Michael Rosen, chief investment officer at Santa Monica, Calif.-based Angeles Investment Advisors, had one word for the move: “Stunning.”
For Gross, joining Janus is a chance to cement his reputation as a bond investor and go back to building up a smaller firm. Gross starts managing the Unconstrained fund at Janus on Oct. 6, putting a competitor in the market with deep knowledge of Pimco's holdings six business days after his name disappeared from Pimco Total Return.
'FULL FOCUS
“I look forward to returning my full focus to the fixed income markets and investing, giving up many of the complexities that go with managing a large, complicated organization,” Gross said in the statement. “I chose Janus as my next home because of my long standing relationship with and respect for CEO Dick Weil and my desire to get back to spending the bulk of my day managing client assets.”
Janus, with $178 billion in assets under management, has seen its shares slump since the bursting of the Internet bubble after rapid growth in the 1990s. The firm was one of the first mutual-fund companies identified by former New York Attorney General Eliot Spitzer in September 2003 as permitting improper trading and agreed to pay $226 million in penalties and management fee cuts to settle complaints. More recently, Janus suffered from underperformance and employee defections.
For Pimco, Gross's departure may mean asset withdrawals of 10 percent to 30 percent, Sanford Bernstein said in a report. Some wealth managers had already been exiting Pimco this year amid confusion over its leadership.
Clients pulled about $10 billion immediately after Gross announced his departure, the Wall Street Journal reported yesterday, citing unidentified people familiar with the matter.

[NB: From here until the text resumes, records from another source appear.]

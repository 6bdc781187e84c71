//! Trial-division prime counting.
//!
//! This is a deliberately naive CPU-bound workload: O(bound * sqrt(bound))
//! time and constant space. It exists to give the dispatchers something worth
//! moving off the caller's thread, not to be fast.

/// Returns `true` when no integer in `[2, floor(sqrt(n))]` divides `n`.
///
/// `0` and `1` are not prime.
pub fn is_prime(n: u64) -> bool {
    if n < 2 {
        return false;
    }
    let mut j = 2u64;
    // `j <= n / j` is `j * j <= n` without the overflow near u64::MAX
    while j <= n / j {
        if n % j == 0 {
            return false;
        }
        j += 1;
    }
    true
}

/// Count the primes in `[2, bound]`.
///
/// Total over every `i64`: bounds below 2 yield 0.
///
/// ```
/// assert_eq!(primeworker::count_primes(10), 4);
/// assert_eq!(primeworker::count_primes(-3), 0);
/// ```
pub fn count_primes(bound: i64) -> u64 {
    if bound < 2 {
        return 0;
    }
    (2..=bound as u64).filter(|&i| is_prime(i)).count() as u64
}
use crate::dispatch::{new_dispatcher, Dispatcher};
use crate::{count_primes, DispatchConfig, Error, Request, Strategy};
use futures::future::join_all;
use std::sync::Arc;
use tokio::sync::oneshot;

/// An async-friendly front end over any `Dispatcher`.
///
/// Each call creates a one-shot channel, uses its sender as the request's
/// sink and awaits the receiver, so the awaiting task is never blocked while
/// a background worker counts. With the inline strategy the count runs
/// inside `count` itself.
#[derive(Clone)]
pub struct Offload {
    dispatcher: Arc<dyn Dispatcher>,
}

impl Offload {
    pub fn new<D: Dispatcher + 'static>(dispatcher: D) -> Self {
        Self {
            dispatcher: Arc::new(dispatcher),
        }
    }

    /// Build the dispatcher for `config` and wrap it
    pub fn from_config(config: &DispatchConfig) -> Self {
        Self {
            dispatcher: Arc::from(new_dispatcher(config)),
        }
    }

    pub fn strategy(&self) -> Strategy {
        self.dispatcher.strategy()
    }

    /// Count the primes in `[2, bound]`
    pub async fn count(&self, bound: i64) -> u64 {
        self.count_with_origin(bound).await.0
    }

    /// Count the primes in `[2, bound]` and report which strategy produced
    /// the count (`Inline` when a background worker fell back)
    pub async fn count_with_origin(&self, bound: i64) -> (u64, Strategy) {
        let (tx, rx) = oneshot::channel();
        let request = Request::with_origin(bound, move |n, origin| {
            let _ = tx.send((n, origin));
        });
        let id = request.id();
        self.dispatcher.submit(request);

        match rx.await {
            Ok(delivered) => delivered,
            Err(e) => {
                // Every dispatcher path completes its request; a dropped sink is a bug.
                let err = Error::Canceled(format!("request {}: {}", id, e));
                log::error!("{}; recounting inline", err);
                (count_primes(bound), Strategy::Inline)
            }
        }
    }

    /// Count every bound concurrently; results follow input order
    pub async fn count_all(&self, bounds: &[i64]) -> Vec<u64> {
        join_all(bounds.iter().map(|&b| self.count(b))).await
    }

    /// `count_all` with the producing strategy of each count
    pub async fn count_all_with_origin(&self, bounds: &[i64]) -> Vec<(u64, Strategy)> {
        join_all(bounds.iter().map(|&b| self.count_with_origin(b))).await
    }
}

impl std::fmt::Debug for Offload {
    fn fmt(&self, f: &mut std::fmt::Formatter<'_>) -> std::fmt::Result {
        f.debug_struct("Offload")
            .field("strategy", &self.strategy())
            .finish()
    }
}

“Pimco manages nearly $2 trillion in client assets and we are confident that the vast majority of our clients will continue to stand with us,” Mr. Hodge said in a statement.
Pimco over the weekend started to contact investors, saying there will be no major changes in investment strategy at the manager of the world's biggest bond fund. Pimco was initially focused on trading following Gross's departure, Hodge said in an interview. The firm has since reached out to clients and distribution partners around the world in a bid to prevent large-scale redemptions.

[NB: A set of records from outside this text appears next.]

//! A single prime-count request and its one-shot result sink.

use crate::Strategy;
use std::fmt;
use std::sync::atomic::{AtomicU64, Ordering};

/// Callback receiving the count for exactly one request, plus the strategy
/// that actually produced it
pub type Sink = Box<dyn FnOnce(u64, Strategy) + Send + 'static>;

static NEXT_REQUEST_ID: AtomicU64 = AtomicU64::new(1);

/// Lifecycle of a request: `Created -> Dispatched -> Completed`
#[derive(Debug, Clone, Copy, PartialEq, Eq)]
pub enum RequestState {
    Created,
    Dispatched,
    Completed,
}

impl fmt::Display for RequestState {
    fn fmt(&self, f: &mut fmt::Formatter<'_>) -> fmt::Result {
        let s = match self {
            RequestState::Created => "created",
            RequestState::Dispatched => "dispatched",
            RequestState::Completed => "completed",
        };
        f.write_str(s)
    }
}

/// A bound paired with the sink that receives its count.
///
/// `complete` consumes the request, so a sink can never fire twice, and every
/// dispatcher path ends in `complete`, so it never fires zero times.
pub struct Request {
    id: u64,
    bound: i64,
    state: RequestState,
    ran_on: Option<Strategy>,
    sink: Sink,
}

impl Request {
    /// Create a request with a fresh process-unique id
    pub fn new<F>(bound: i64, sink: F) -> Self
    where
        F: FnOnce(u64) + Send + 'static,
    {
        Self::with_origin(bound, move |count, _| sink(count))
    }

    /// Like `new`, but the sink also learns which strategy ran the count,
    /// so a background request that fell back to inline reports `Inline`
    pub fn with_origin<F>(bound: i64, sink: F) -> Self
    where
        F: FnOnce(u64, Strategy) + Send + 'static,
    {
        let id = NEXT_REQUEST_ID.fetch_add(1, Ordering::Relaxed);
        log::trace!("request {} {} (bound {})", id, RequestState::Created, bound);
        Self {
            id,
            bound,
            state: RequestState::Created,
            ran_on: None,
            sink: Box::new(sink),
        }
    }

    pub fn id(&self) -> u64 {
        self.id
    }

    pub fn bound(&self) -> i64 {
        self.bound
    }

    pub fn state(&self) -> RequestState {
        self.state
    }

    /// Strategy the request was handed to, once dispatched
    pub fn ran_on(&self) -> Option<Strategy> {
        self.ran_on
    }

    /// Record that `strategy` has taken the request over
    pub fn mark_dispatched(&mut self, strategy: Strategy) {
        debug_assert_eq!(self.state, RequestState::Created);
        self.state = RequestState::Dispatched;
        self.ran_on = Some(strategy);
        log::debug!("request {} {} via {}", self.id, self.state, strategy);
    }

    /// Record that a background path gave up and the count runs inline
    #[cfg_attr(not(any(feature = "thread-worker", feature = "process-worker")), allow(dead_code))]
    pub(crate) fn mark_fallback(&mut self) {
        if self.state == RequestState::Created {
            self.state = RequestState::Dispatched;
        }
        self.ran_on = Some(Strategy::Inline);
        log::debug!("request {} falling back to inline", self.id);
    }

    /// Deliver the count to the sink and drop the request.
    ///
    /// Dispatchers implemented outside this crate finish every request here.
    pub fn complete(self, count: u64) {
        let Request { id, ran_on, sink, .. } = self;
        let ran_on = ran_on.unwrap_or(Strategy::Inline);
        log::debug!("request {} {} with {} ({})", id, RequestState::Completed, count, ran_on);
        sink(count, ran_on);
    }
}

impl fmt::Debug for Request {
    fn fmt(&self, f: &mut fmt::Formatter<'_>) -> fmt::Result {
        f.debug_struct("Request")
            .field("id", &self.id)
            .field("bound", &self.bound)
            .field("state", &self.state)
            .field("ran_on", &self.ran_on)
            .finish_non_exhaustive()
    }
}

#[cfg(test)]
mod tests {
    use super::*;
    use std::sync::atomic::AtomicUsize;
    use std::sync::Arc;

    #[test]
    fn ids_are_unique() {
        let a = Request::new(1, |_| {});
        let b = Request::new(1, |_| {});
        assert_ne!(a.id(), b.id());
    }

    #[test]
    fn lifecycle_reaches_completion_once() {
        let calls = Arc::new(AtomicUsize::new(0));
        let seen = Arc::new(AtomicU64::new(0));
        let (c, s) = (calls.clone(), seen.clone());

        let mut req = Request::new(10, move |n| {
            c.fetch_add(1, Ordering::SeqCst);
            s.store(n, Ordering::SeqCst);
        });
        assert_eq!(req.state(), RequestState::Created);
        assert_eq!(req.bound(), 10);

        req.mark_dispatched(Strategy::Inline);
        assert_eq!(req.state(), RequestState::Dispatched);

        req.complete(4);
        assert_eq!(calls.load(Ordering::SeqCst), 1);
        assert_eq!(seen.load(Ordering::SeqCst), 4);
    }

    #[test]
    fn origin_follows_fallback() {
        let seen = Arc::new(std::sync::Mutex::new(None));
        let s = seen.clone();
        let mut req = Request::with_origin(10, move |n, origin| {
            *s.lock().unwrap() = Some((n, origin));
        });
        req.mark_dispatched(Strategy::Thread);
        assert_eq!(req.ran_on(), Some(Strategy::Thread));
        req.mark_fallback();
        assert_eq!(req.state(), RequestState::Dispatched);
        req.complete(4);
        assert_eq!(*seen.lock().unwrap(), Some((4, Strategy::Inline)));
    }

    #[test]
    fn debug_omits_sink() {
        let req = Request::new(5, |_| {});
        let s = format!("{:?}", req);
        assert!(s.contains("bound: 5"));
        assert!(s.contains("Created"));
    }
}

“It's business as usual,” said Scott Mather, one of three newly appointed managers of the Pimco Total Return Fund. “We've all been part of the team as members of the investment committee.”
UNANIMOUS CONSENT'
Allianz, which has owned Pimco since 2000, said it has no plans to sell the fund or alter its relationship with the business.
After Mr. Gross's exit, Pimco's managing directors met and “by basically overwhelmingly unanimous consent,” confirmed Mr. Ivascyn as group CIO, Mr. Hodge said in the interview. Pimco named Mr. Mather, Mark Kiesel, and Mihir Worah to take over management of Pimco Total Return.
Pimco's leadership team also convened a meeting with more than 300 employees who deal directly with clients, walking them through the process of appointing the new management, according to a person who was present. After Mr. Ivascyn was introduced, the group cheered and gave him a standing ovation, said Hodge.
The new management will keep the existing structure with annual secular forum and quarterly cyclical forums, investment committee meetings and regional portfolio committee meetings, all of which are “working very well,” Ivascyn said in an interview. The main changes, he said, will be in style.
“We're going to share responsibility a bit more than we have in the past,” he said. “A way to describe that is we'll be using the word 'we' a lot more than we have, hopefully, and hopefully we'll emphasize team a little bit more.”